Daniel Kalder discovers a French comic book about Vladimir Putin, which reveals much about how western Europe struggles to categorise the Russian president…
As regular visitors to this site will know, I have an interest in bandes dessinées, i.e. French comics. Every now and again I like to bring a particularly interesting example to the attention of Dabblers. A few months back, for instance, I reviewed a most curious science fiction story about the EU in space. Recently meanwhile I read Sam Timel and Corentin’s Milan K. Part One: The Teenage Years which is fascinating because it is the first time I have ever seen anybody take the complicated, murky mess that is Putin’s Russia and transform it into a straightforward action story featuring goodies, baddies and billionaires. Unless you count almost every news article ever published about Putin’s Russia, of course.

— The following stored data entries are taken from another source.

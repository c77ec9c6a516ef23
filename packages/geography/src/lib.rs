#![cfg_attr(feature = "fail-on-warnings", deny(warnings))]
#![warn(clippy::all, clippy::pedantic, clippy::nursery, clippy::cargo)]
#![allow(clippy::multiple_crate_versions, clippy::cargo_common_metadata)]

//! Location decoding and nearest-zip resolution.
//!
//! Raw arrest and crime rows carry their coordinates as a serialized
//! mapping (`{'latitude': '34.05', 'longitude': '-118.25'}`). This crate
//! decodes those strings into [`GeoPoint`]s and assigns each point the zip
//! code whose centroid is closest in degree space, either one at a time or
//! in parallel over a whole dataset.
//!
//! [`GeoPoint`]: civic_stats_geography_models::GeoPoint

pub mod batch;
pub mod location;
pub mod progress;
pub mod reference;
pub mod resolver;

use thiserror::Error;

/// Errors that can occur during geography operations.
#[derive(Debug, Error)]
pub enum GeoError {
    /// A location string is missing a coordinate or has a non-numeric one.
    #[error("Malformed location '{input}': {reason}")]
    MalformedLocation {
        /// The raw location text.
        input: String,
        /// Description of what went wrong.
        reason: String,
    },

    /// A query point has a NaN or infinite coordinate.
    #[error("Non-finite point ({latitude}, {longitude})")]
    NonFinitePoint { latitude: f64, longitude: f64 },

    /// The resolver was given no candidate centroids.
    #[error("Zip reference table is empty")]
    EmptyReferenceTable,

    /// A reference table row has unusable coordinates.
    #[error("Invalid centroid for zip '{zip}' at row {row}")]
    InvalidCentroid {
        /// 1-based data row number.
        row: usize,
        /// Zip code on that row.
        zip: String,
    },

    /// Reading the reference table failed.
    #[error("IO error: {0}")]
    Io(#[from] std::io::Error),

    /// Parsing the reference table failed.
    #[error("CSV error: {0}")]
    Csv(#[from] csv::Error),
}
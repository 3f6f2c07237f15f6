//! Questionnaire answers: the raw shape the collection layer stores, and the
//! validated immutable snapshot the engine consumes.

use std::collections::{BTreeMap, HashSet};

use serde::{Deserialize, Serialize};

use crate::derive::{eligible_grade_bands, grade_in_scope};
use crate::error::PlanError;
use crate::model::{same_label, Component, GradeBand, Modality, Strategy};

// ---------------------------------------------------------------------------
// Raw answers
// ---------------------------------------------------------------------------

/// Answers as collected, before any validation. Counts are signed so a
/// negative entry is reported instead of failing deserialization.
#[derive(Debug, Clone, Default, Serialize, Deserialize)]
#[serde(default)]
pub struct RawAnswers {
    pub components: Vec<Component>,
    pub modalities: BTreeMap<Component, Modality>,
    pub organization: String,
    pub municipality: String,
    pub strategies: Vec<Strategy>,
    /// Record every grade band at every site, whatever the strategies.
    pub include_all_grades: bool,
    pub sites: Vec<RawSite>,
    /// Cost-template themes the proposal includes.
    pub topics: Vec<String>,
    pub materials: Vec<String>,
    /// `None` until the logistics section is answered.
    pub logistics: Option<RawLogistics>,
    pub aiu_percent: Option<i64>,
    pub remediation_percent: Option<i64>,
}

#[derive(Debug, Clone, Default, Serialize, Deserialize)]
pub struct RawSite {
    pub name: String,
    #[serde(default)]
    pub population: BTreeMap<GradeBand, RawPopulation>,
}

#[derive(Debug, Clone, Copy, Default, Serialize, Deserialize)]
#[serde(default)]
pub struct RawPopulation {
    pub students: i64,
    /// 0 when the operator does not know the number.
    pub teachers: i64,
}

#[derive(Debug, Clone, Serialize, Deserialize)]
#[serde(default)]
pub struct RawLogistics {
    pub transport_cost: f64,
    pub hotel_rate: f64,
    pub trips: i64,
    pub travel_hours: f64,
    pub snack_unit_price: f64,
    pub sessions: i64,
}

impl Default for RawLogistics {
    fn default() -> Self {
        Self {
            transport_cost: 0.0,
            hotel_rate: 0.0,
            trips: 0,
            travel_hours: 0.0,
            snack_unit_price: 0.0,
            sessions: 1,
        }
    }
}

impl RawAnswers {
    pub fn from_json(input: &str) -> Result<Self, PlanError> {
        serde_json::from_str(input).map_err(|e| PlanError::Parse(e.to_string()))
    }
}

// ---------------------------------------------------------------------------
// Snapshot
// ---------------------------------------------------------------------------

#[derive(Debug, Clone, Copy, Default, PartialEq, Eq, Serialize, Deserialize)]
pub struct GradePopulation {
    pub students: u32,
    pub teachers: u32,
}

#[derive(Debug, Clone, PartialEq, Serialize, Deserialize)]
pub struct Site {
    pub name: String,
    pub population: BTreeMap<GradeBand, GradePopulation>,
}

#[derive(Debug, Clone, PartialEq, Serialize, Deserialize)]
pub struct Logistics {
    pub transport_cost: f64,
    pub hotel_rate: f64,
    pub trips: u32,
    pub travel_hours: f64,
    pub snack_unit_price: f64,
    pub sessions: u32,
}

/// Immutable, validated view of one export's answers. Components and
/// strategies are deduplicated and kept in canonical order.
#[derive(Debug, Clone, PartialEq, Serialize)]
pub struct QuestionnaireSnapshot {
    pub components: Vec<Component>,
    pub modalities: BTreeMap<Component, Modality>,
    pub organization: String,
    pub municipality: String,
    pub strategies: Vec<Strategy>,
    pub include_all_grades: bool,
    pub sites: Vec<Site>,
    pub topics: Vec<String>,
    pub materials: Vec<String>,
    pub logistics: Option<Logistics>,
    pub aiu_percent: Option<u8>,
    pub remediation_percent: Option<u8>,
}

impl QuestionnaireSnapshot {
    pub fn from_json(input: &str) -> Result<Self, PlanError> {
        Self::from_answers(RawAnswers::from_json(input)?)
    }

    /// Validate raw answers. Rejects rather than clamps.
    pub fn from_answers(raw: RawAnswers) -> Result<Self, PlanError> {
        let mut components = raw.components;
        components.sort();
        components.dedup();

        for component in &components {
            if component.requires_modality() && !raw.modalities.contains_key(component) {
                return Err(PlanError::invalid(
                    "modalities",
                    format!("component '{component}' requires a modality"),
                ));
            }
        }
        for component in raw.modalities.keys() {
            if !component.requires_modality() || !components.contains(component) {
                return Err(PlanError::invalid(
                    "modalities",
                    format!("modality given for '{component}', which does not take one"),
                ));
            }
        }

        let mut strategies = raw.strategies;
        strategies.sort();
        strategies.dedup();
        let eligible = eligible_grade_bands(&strategies);

        if raw.sites.is_empty() {
            return Err(PlanError::invalid("sites", "at least one site is required"));
        }
        let mut names = HashSet::new();
        let mut sites = Vec::with_capacity(raw.sites.len());
        for raw_site in raw.sites {
            let name = raw_site.name.trim().to_string();
            if name.is_empty() {
                return Err(PlanError::invalid("sites", "site name must not be empty"));
            }
            if !names.insert(name.clone()) {
                return Err(PlanError::invalid("sites", format!("duplicate site '{name}'")));
            }
            let mut population = BTreeMap::new();
            for (band, pop) in raw_site.population {
                if !grade_in_scope(band, &eligible, raw.include_all_grades) {
                    return Err(PlanError::invalid(
                        "population",
                        format!("site '{name}': grade {band} is not covered by the selected strategies"),
                    ));
                }
                let field = format!("population.{name}.{band}");
                population.insert(
                    band,
                    GradePopulation {
                        students: count(&format!("{field}.students"), pop.students)?,
                        teachers: count(&format!("{field}.teachers"), pop.teachers)?,
                    },
                );
            }
            sites.push(Site { name, population });
        }

        let mut topics: Vec<String> = Vec::with_capacity(raw.topics.len());
        for topic in raw.topics {
            let topic = topic.trim().to_string();
            if topic.is_empty() {
                return Err(PlanError::invalid("topics", "topic must not be empty"));
            }
            if topics.iter().any(|t| same_label(t, &topic)) {
                return Err(PlanError::invalid("topics", format!("duplicate topic '{topic}'")));
            }
            topics.push(topic);
        }

        let logistics = raw.logistics.map(validate_logistics).transpose()?;
        let aiu_percent = raw.aiu_percent.map(|p| percent("aiu_percent", p)).transpose()?;
        let remediation_percent = raw
            .remediation_percent
            .map(|p| percent("remediation_percent", p))
            .transpose()?;

        Ok(Self {
            components,
            modalities: raw.modalities,
            organization: raw.organization.trim().to_string(),
            municipality: raw.municipality.trim().to_string(),
            strategies,
            include_all_grades: raw.include_all_grades,
            sites,
            topics,
            materials: raw
                .materials
                .into_iter()
                .map(|m| m.trim().to_string())
                .filter(|m| !m.is_empty())
                .collect(),
            logistics,
            aiu_percent,
            remediation_percent,
        })
    }

    pub fn has_component(&self, component: Component) -> bool {
        self.components.contains(&component)
    }

    pub fn has_strategy(&self, strategy: Strategy) -> bool {
        self.strategies.contains(&strategy)
    }

    pub fn is_topic_selected(&self, label: &str) -> bool {
        self.topics.iter().any(|t| same_label(t, label))
    }

    pub fn site_names(&self) -> Vec<&str> {
        self.sites.iter().map(|s| s.name.as_str()).collect()
    }
}

fn validate_logistics(l: RawLogistics) -> Result<Logistics, PlanError> {
    if l.sessions < 1 {
        return Err(PlanError::invalid(
            "logistics.sessions",
            format!("must be at least 1, got {}", l.sessions),
        ));
    }
    Ok(Logistics {
        transport_cost: money("logistics.transport_cost", l.transport_cost)?,
        hotel_rate: money("logistics.hotel_rate", l.hotel_rate)?,
        trips: count("logistics.trips", l.trips)?,
        travel_hours: money("logistics.travel_hours", l.travel_hours)?,
        snack_unit_price: money("logistics.snack_unit_price", l.snack_unit_price)?,
        sessions: count("logistics.sessions", l.sessions)?,
    })
}

fn count(field: &str, value: i64) -> Result<u32, PlanError> {
    if value < 0 {
        return Err(PlanError::invalid(field, format!("must not be negative, got {value}")));
    }
    u32::try_from(value).map_err(|_| PlanError::invalid(field, format!("{value} is too large")))
}

fn money(field: &str, value: f64) -> Result<f64, PlanError> {
    if !value.is_finite() || value < 0.0 {
        return Err(PlanError::invalid(field, format!("must be a non-negative number, got {value}")));
    }
    Ok(value)
}

fn percent(field: &str, value: i64) -> Result<u8, PlanError> {
    if !(0..=100).contains(&value) {
        return Err(PlanError::invalid(field, format!("must be within 0..=100, got {value}")));
    }
    Ok(value as u8)
}
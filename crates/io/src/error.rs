use std::fmt;

use serde::Serialize;

use formulia_config::ConfigError;
use formulia_engine::PlanError;

#[derive(Debug)]
pub enum ExportError {
    /// Answers failed a precondition before derivation.
    Plan(PlanError),
    /// Settings or layout are unusable.
    Config(ConfigError),
    /// The template does not have the structure the layout expects.
    TemplateMismatch(String),
    /// A derived value the export needs is absent.
    MissingAggregate { step: &'static str, reason: String },
    /// Writing the output package failed.
    Io(String),
}

impl ExportError {
    pub fn mismatch(msg: impl Into<String>) -> Self {
        Self::TemplateMismatch(msg.into())
    }
}

impl fmt::Display for ExportError {
    fn fmt(&self, f: &mut fmt::Formatter<'_>) -> fmt::Result {
        match self {
            Self::Plan(e) => write!(f, "{e}"),
            Self::Config(e) => write!(f, "{e}"),
            Self::TemplateMismatch(msg) => write!(f, "template mismatch: {msg}"),
            Self::MissingAggregate { step, reason } => {
                write!(f, "missing aggregate from step '{step}': {reason}")
            }
            Self::Io(msg) => write!(f, "IO error: {msg}"),
        }
    }
}

impl std::error::Error for ExportError {
    fn source(&self) -> Option<&(dyn std::error::Error + 'static)> {
        match self {
            Self::Plan(e) => Some(e),
            Self::Config(e) => Some(e),
            _ => None,
        }
    }
}

impl From<PlanError> for ExportError {
    fn from(e: PlanError) -> Self {
        Self::Plan(e)
    }
}

impl From<ConfigError> for ExportError {
    fn from(e: ConfigError) -> Self {
        Self::Config(e)
    }
}

/// Non-fatal conditions surfaced to the operator alongside a finished export.
#[derive(Debug, Clone, PartialEq, Eq, Serialize)]
#[serde(tag = "kind", rename_all = "snake_case")]
pub enum ExportWarning {
    /// A literal anchor was not present in the template; nothing substituted.
    AnchorNotFound { anchor: String },
    /// A selected topic has no catalog price; left out of the investment table.
    UnpricedTopic { topic: String },
    /// No teachers were recorded, so no investment table was produced.
    NoGroups,
}

impl fmt::Display for ExportWarning {
    fn fmt(&self, f: &mut fmt::Formatter<'_>) -> fmt::Result {
        match self {
            Self::AnchorNotFound { anchor } => write!(f, "anchor not found in template: '{anchor}'"),
            Self::UnpricedTopic { topic } => write!(f, "topic '{topic}' has no catalog price"),
            Self::NoGroups => write!(f, "no training groups needed; investment table omitted"),
        }
    }
}

pub(crate) fn xml_err(context: &str, e: impl fmt::Display) -> ExportError {
    ExportError::mismatch(format!("{context}: {e}"))
}

pub(crate) fn write_err(e: impl fmt::Display) -> ExportError {
    ExportError::Io(e.to_string())
}
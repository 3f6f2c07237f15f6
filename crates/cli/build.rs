use std::env;
use std::process::Command;

fn git(args: &[&str]) -> Option<String> {
    let out = Command::new("git").args(args).output().ok()?;
    if !out.status.success() {
        return None;
    }
    let text = String::from_utf8(out.stdout).ok()?;
    Some(text.trim().to_string()).filter(|s| !s.is_empty())
}

fn main() {
    println!("cargo:rerun-if-changed=../../.git/HEAD");
    println!("cargo:rerun-if-changed=../../.git/refs/heads");

    let commit = git(&["describe", "--always", "--dirty", "--abbrev=7"]).unwrap_or_else(|| "unknown".into());
    println!("cargo:rustc-env=GIT_COMMIT_HASH={commit}");
    println!(
        "cargo:rustc-env=TARGET={}",
        env::var("TARGET").unwrap_or_else(|_| "unknown".into())
    );
}
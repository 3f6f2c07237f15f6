use crate::model::Strategy;

/// Literacy assessments applied regardless of strategy.
pub const BASE_ASSESSMENTS: [&str; 2] = [
    "Prueba de entrada (línea de base)",
    "Prueba de salida (línea final)",
];

/// Mid-year checkpoints contributed by the First-Grade strategy.
pub const FIRST_GRADE_CHECKPOINTS: [&str; 4] = [
    "Primero: punto de control de marzo",
    "Primero: punto de control de mayo",
    "Primero: punto de control de julio",
    "Primero: punto de control de septiembre",
];

/// Early checkpoints contributed by the Remediation strategy.
pub const REMEDIATION_CHECKPOINTS: [&str; 3] = [
    "Remediación: punto de control semana 2",
    "Remediación: punto de control semana 4",
    "Remediación: punto de control semana 6",
];

/// Base assessments, then First-Grade checkpoints, then Remediation
/// checkpoints. The order the strategies were selected in never matters.
pub fn available_assessments(strategies: &[Strategy]) -> Vec<&'static str> {
    let mut out: Vec<&'static str> = BASE_ASSESSMENTS.to_vec();
    if strategies.contains(&Strategy::FirstGrade) {
        out.extend(FIRST_GRADE_CHECKPOINTS);
    }
    if strategies.contains(&Strategy::Remediation) {
        out.extend(REMEDIATION_CHECKPOINTS);
    }
    out
}
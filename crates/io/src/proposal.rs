//! Narrative proposal composer.
//!
//! Order of work on the body of word/document.xml:
//! 1. anchor substitution in every paragraph (table cells included)
//! 2. removal of stale template lines
//! 3. section retention driven by marker headings
//! 4. appended aggregates, assessments, materials and investment table

use std::collections::HashMap;

use formulia_config::catalog::price_of;
use formulia_config::{DocumentLayout, TopicPrice};
use formulia_engine::{Component, DerivedAggregates, QuestionnaireSnapshot};
use serde::Serialize;

use crate::anchors::{LiteralAnchors, SubstitutionStrategy};
use crate::docx::{
    paragraph_segments, rewrite_segments, styled_paragraph, table, Block, BlockKind, DocumentXml,
    DOCUMENT_PART,
};
use crate::error::{ExportError, ExportWarning};
use crate::package::Package;

#[derive(Debug, Clone, Default, PartialEq, Serialize)]
pub struct ComposeReport {
    /// Hits per anchor, longest anchor first.
    pub substitutions: Vec<(String, usize)>,
    pub removed_stale: usize,
    pub dropped_blocks: usize,
    pub appended_blocks: usize,
    pub warnings: Vec<ExportWarning>,
}

#[derive(Debug)]
pub struct ProposalExport {
    pub bytes: Vec<u8>,
    pub report: ComposeReport,
}

pub fn compose_proposal(
    template: &[u8],
    layout: &DocumentLayout,
    catalog: &[TopicPrice],
    snapshot: &QuestionnaireSnapshot,
    derived: &DerivedAggregates,
) -> Result<ProposalExport, ExportError> {
    let strategy = LiteralAnchors::plan(layout, snapshot);
    compose_with(template, layout, catalog, snapshot, derived, &strategy)
}

/// Same as [`compose_proposal`] with a caller-chosen placeholder strategy.
pub fn compose_with(
    template: &[u8],
    layout: &DocumentLayout,
    catalog: &[TopicPrice],
    snapshot: &QuestionnaireSnapshot,
    derived: &DerivedAggregates,
    strategy: &dyn SubstitutionStrategy,
) -> Result<ProposalExport, ExportError> {
    layout.validate()?;
    let mut package = Package::open(template)?;
    let xml = package.require_part(DOCUMENT_PART)?;
    let mut doc = DocumentXml::parse(&xml)?;
    let mut report = ComposeReport::default();

    let hits = substitute(&mut doc, strategy)?;
    for (subst, count) in strategy.substitutions().iter().zip(hits) {
        if count == 0 {
            report.warnings.push(ExportWarning::AnchorNotFound {
                anchor: subst.anchor.clone(),
            });
        }
        report.substitutions.push((subst.anchor.clone(), count));
    }

    let before = doc.blocks.len();
    doc.blocks.retain(|b| !is_stale(b, layout));
    report.removed_stale = before - doc.blocks.len();

    let before = doc.blocks.len();
    doc.blocks = retain_sections(std::mem::take(&mut doc.blocks), layout, snapshot);
    report.dropped_blocks = before - doc.blocks.len();

    let appendix = appendix(layout, catalog, snapshot, derived, &mut report.warnings);
    report.appended_blocks = appendix.len();
    doc.append(appendix);

    for warning in &report.warnings {
        log::warn!("{warning}");
    }

    let replacements = HashMap::from([(DOCUMENT_PART.to_string(), doc.to_xml().into_bytes())]);
    let bytes = package.rewrite(&replacements)?;
    log::info!(
        "proposal composed: {} stale lines removed, {} blocks dropped, {} appended, {} warnings",
        report.removed_stale,
        report.dropped_blocks,
        report.appended_blocks,
        report.warnings.len()
    );
    Ok(ProposalExport { bytes, report })
}

fn substitute(doc: &mut DocumentXml, strategy: &dyn SubstitutionStrategy) -> Result<Vec<usize>, ExportError> {
    let mut totals = vec![0usize; strategy.substitutions().len()];
    for block in &mut doc.blocks {
        // content controls and other wrappers carry paragraphs too
        if block.kind == BlockKind::SectionProperties {
            continue;
        }
        let mut paragraphs = paragraph_segments(&block.xml)?;
        let mut changed = false;
        for runs in &mut paragraphs {
            for (total, hits) in totals.iter_mut().zip(strategy.apply(runs)) {
                *total += hits;
                changed |= hits > 0;
            }
        }
        if changed {
            block.xml = rewrite_segments(&block.xml, &paragraphs)?;
        }
    }
    Ok(totals)
}

fn is_stale(block: &Block, layout: &DocumentLayout) -> bool {
    if block.kind != BlockKind::Paragraph {
        return false;
    }
    let text = block.text();
    layout.stale_lines.iter().any(|line| text.contains(line.as_str()))
}

/// Apply the keep state. A marker heading sets the state (and is itself
/// subject to it); other blocks follow it. Section properties always stay.
pub fn retain_sections(blocks: Vec<Block>, layout: &DocumentLayout, snapshot: &QuestionnaireSnapshot) -> Vec<Block> {
    let mut keep = layout.initial_keep;
    blocks
        .into_iter()
        .filter(|block| {
            if block.kind == BlockKind::SectionProperties {
                return true;
            }
            if let Some(style) = block.style() {
                if layout.is_heading_style(&style) {
                    if let Some(marker) = layout.marker_for(&block.text()) {
                        keep = marker.when.holds(snapshot);
                        log::debug!("section '{}': keep={keep}", marker.heading);
                    }
                }
            }
            keep
        })
        .collect()
}

fn appendix(
    layout: &DocumentLayout,
    catalog: &[TopicPrice],
    snapshot: &QuestionnaireSnapshot,
    derived: &DerivedAggregates,
    warnings: &mut Vec<ExportWarning>,
) -> Vec<Block> {
    let heading = |text: &str| styled_paragraph(&layout.appendix_heading_style, text);
    let bullet = |text: String| styled_paragraph(&layout.bullet_style, &text);

    let mut blocks = vec![heading("Población y cobertura")];
    blocks.push(bullet(format!("Total de estudiantes: {}", thousands(derived.total_students))));
    blocks.push(bullet(format!("Total de docentes: {}", thousands(derived.total_teachers))));
    blocks.push(bullet(match derived.groups.groups() {
        Some(n) => format!("Grupos de formación: {}", thousands(n.get())),
        None => "Grupos de formación: no se requieren".to_string(),
    }));
    if let Some(n) = derived.remediation_estimate {
        blocks.push(bullet(format!("Estudiantes en remediación (estimado): {}", thousands(n))));
    }
    if let Some(n) = derived.snack_units {
        blocks.push(bullet(format!("Refrigerios: {}", thousands(n))));
    }

    if snapshot.has_component(Component::MonitoringEvaluation) {
        blocks.push(heading("Evaluaciones"));
        blocks.extend(derived.assessments.iter().map(|a| bullet(a.to_string())));
    }

    if snapshot.has_component(Component::Materials) && !snapshot.materials.is_empty() {
        blocks.push(heading("Materiales"));
        blocks.extend(snapshot.materials.iter().map(|m| bullet(m.clone())));
    }

    if let Some(investment) = investment_table(layout, catalog, snapshot, derived, warnings) {
        blocks.push(heading("Inversión"));
        blocks.push(investment);
    }
    blocks
}

fn investment_table(
    layout: &DocumentLayout,
    catalog: &[TopicPrice],
    snapshot: &QuestionnaireSnapshot,
    derived: &DerivedAggregates,
    warnings: &mut Vec<ExportWarning>,
) -> Option<Block> {
    let Some(groups) = derived.groups.groups() else {
        warnings.push(ExportWarning::NoGroups);
        return None;
    };
    let groups = groups.get();

    let mut rows = Vec::new();
    let mut total = 0.0;
    for topic in &snapshot.topics {
        let Some(price) = price_of(catalog, topic) else {
            warnings.push(ExportWarning::UnpricedTopic { topic: topic.clone() });
            continue;
        };
        let subtotal = price.unit_cost * groups as f64;
        total += subtotal;
        rows.push(vec![
            topic.clone(),
            money(price.unit_cost),
            thousands(groups),
            money(subtotal),
        ]);
    }
    if rows.is_empty() {
        return None;
    }
    rows.push(vec!["Total".to_string(), String::new(), String::new(), money(total)]);
    Some(table(
        layout.table_style.as_deref(),
        &["Tema", "Costo unitario", "Cantidad", "Subtotal"],
        &rows,
    ))
}

/// 1234567 -> "1.234.567"
pub fn thousands(n: u64) -> String {
    let digits = n.to_string();
    let mut out = String::with_capacity(digits.len() + digits.len() / 3);
    for (i, ch) in digits.chars().enumerate() {
        if i > 0 && (digits.len() - i) % 3 == 0 {
            out.push('.');
        }
        out.push(ch);
    }
    out
}

/// Whole pesos: 1850000.4 -> "$ 1.850.000"
pub fn money(amount: f64) -> String {
    format!("$ {}", thousands(amount.max(0.0).round() as u64))
}

#[cfg(test)]
mod tests {
    use super::*;

    #[test]
    fn thousands_grouping() {
        assert_eq!(thousands(0), "0");
        assert_eq!(thousands(999), "999");
        assert_eq!(thousands(1000), "1.000");
        assert_eq!(thousands(1_850_000), "1.850.000");
        assert_eq!(money(3_700_000.4), "$ 3.700.000");
    }

    fn heading(text: &str) -> Block {
        styled_paragraph("Heading1", text)
    }

    fn body(text: &str) -> Block {
        styled_paragraph("Normal", text)
    }

    #[test]
    fn sections_follow_markers() {
        let snap = QuestionnaireSnapshot::from_json(
            r#"{"strategies": ["Primero"], "sites": [{"name": "A"}]}"#,
        )
        .unwrap();
        let layout = DocumentLayout::default();
        let blocks = vec![
            heading("Introducción"),
            body("intro"),
            heading("Estrategia de Transición"),
            body("transicion"),
            heading("Estrategia Primero"),
            body("primero"),
            heading("Estrategia de Remediación"),
            body("remediacion"),
            heading("Cronograma"),
            body("cronograma"),
            Block {
                kind: BlockKind::SectionProperties,
                xml: "<w:sectPr/>".into(),
            },
        ];
        let kept: Vec<String> = retain_sections(blocks, &layout, &snap)
            .iter()
            .map(|b| b.text())
            .collect();
        assert_eq!(
            kept,
            vec!["Introducción", "intro", "Estrategia Primero", "primero", "Cronograma", "cronograma", ""]
        );
    }

    #[test]
    fn non_heading_marker_text_does_not_toggle() {
        let snap = QuestionnaireSnapshot::from_json(r#"{"sites": [{"name": "A"}]}"#).unwrap();
        let layout = DocumentLayout::default();
        let blocks = vec![body("Estrategia Primero"), body("sigue")];
        assert_eq!(retain_sections(blocks, &layout, &snap).len(), 2);
    }
}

The set-up is as follows: Milan K. is the teenage son of noble oligarch Mikhail Khodorov, standing in for the less noble real life (ex-)oligarch Mikhail Khodorovsky who was famously imprisoned by the Putin regime for doing bad things lots of other, more loyal, oligarchs also did in the 1990s and yet for which they were, mysteriously, never punished. When Khodorov is locked up in prison and his family wiped out by Putin analogue President Palin (yes, I know… groan) young Milan K. has to go on the run, aided only by his loyal bodyguard. His goal is to get some cash his father squirreled away for him, and then return to take down the nefarious President Palin. Along the way he has many scrapes with death, travels to foreign lands, enjoys some romantic encounters with beautiful ladies and learns a thing of two about what a dark place the world can be.
On the face of it, Milan K. Part One: The Teenage Years is a pretty straight European adventure comic of the sort you don’t often see in the UK or US, where superheroes and science fiction have dominated the mainstream for decades. Indeed it reminded me of Largo Winch: The Heir Apparent, a French film I have seen which is in turn based on a very successful BD series I haven’t read. In that story, another highly talented scion of a billionaire does battle with nefarious types to retain control of his fortune and defeat some unpleasant swine.
However what makes Milan K. really interesting is the way in which it takes real characters and events culled from the newspapers and represents them in cartoon form. In particular, on page 107 there is a drawing of a poisoned FSB agent lying in a hospital bed which is directly based on the famous image of the dying Alexander Litvinenko. But Milan K. goes much further and postulates an entire secret organization of noble FSB agents dedicated to bringing down Putin/Palin, none of whom have any ties to shady oligarchs. Plausible? Only in an adventure comic. However it’s that implausibility which is fascinating- this after all is a trope that actually originated in media coverage of deadly serious news events.
Another media trope which the book takes quite literally is Putin = gangster. Of course we have been confronted with multiple Putins over the years: sometimes we are told he is a mafia don, other times that he is Stalin or Hitler, or best of all a beefcake male model posing with a tiger cub. None of these Putins is very plausible; they are all grotesque exaggerations or fairly useless simplifications. Milan K. however inadvertently makes clear how implausible attempts to paint Putin as merely da capo really are: this foul-mouthed, foul-tempered thug is so obviously unsuited to serve as the leader of a vast and complex state that the creators have to posit a mysterious eminence grise who is giving him orders and guidance. Me, I don’t think Putin takes orders from anybody.
This is not to say that Putin is a lovely man; of course he isn’t – but simplifications can be misleading; indeed as Milan K. shows, even in a comic book it doesn’t really work. Alas, these are the simplifications our leaders and assorted media deep thinkers live by – which may go some way to explaining why the real Putin, who is rather more complex, keeps more or less getting his way.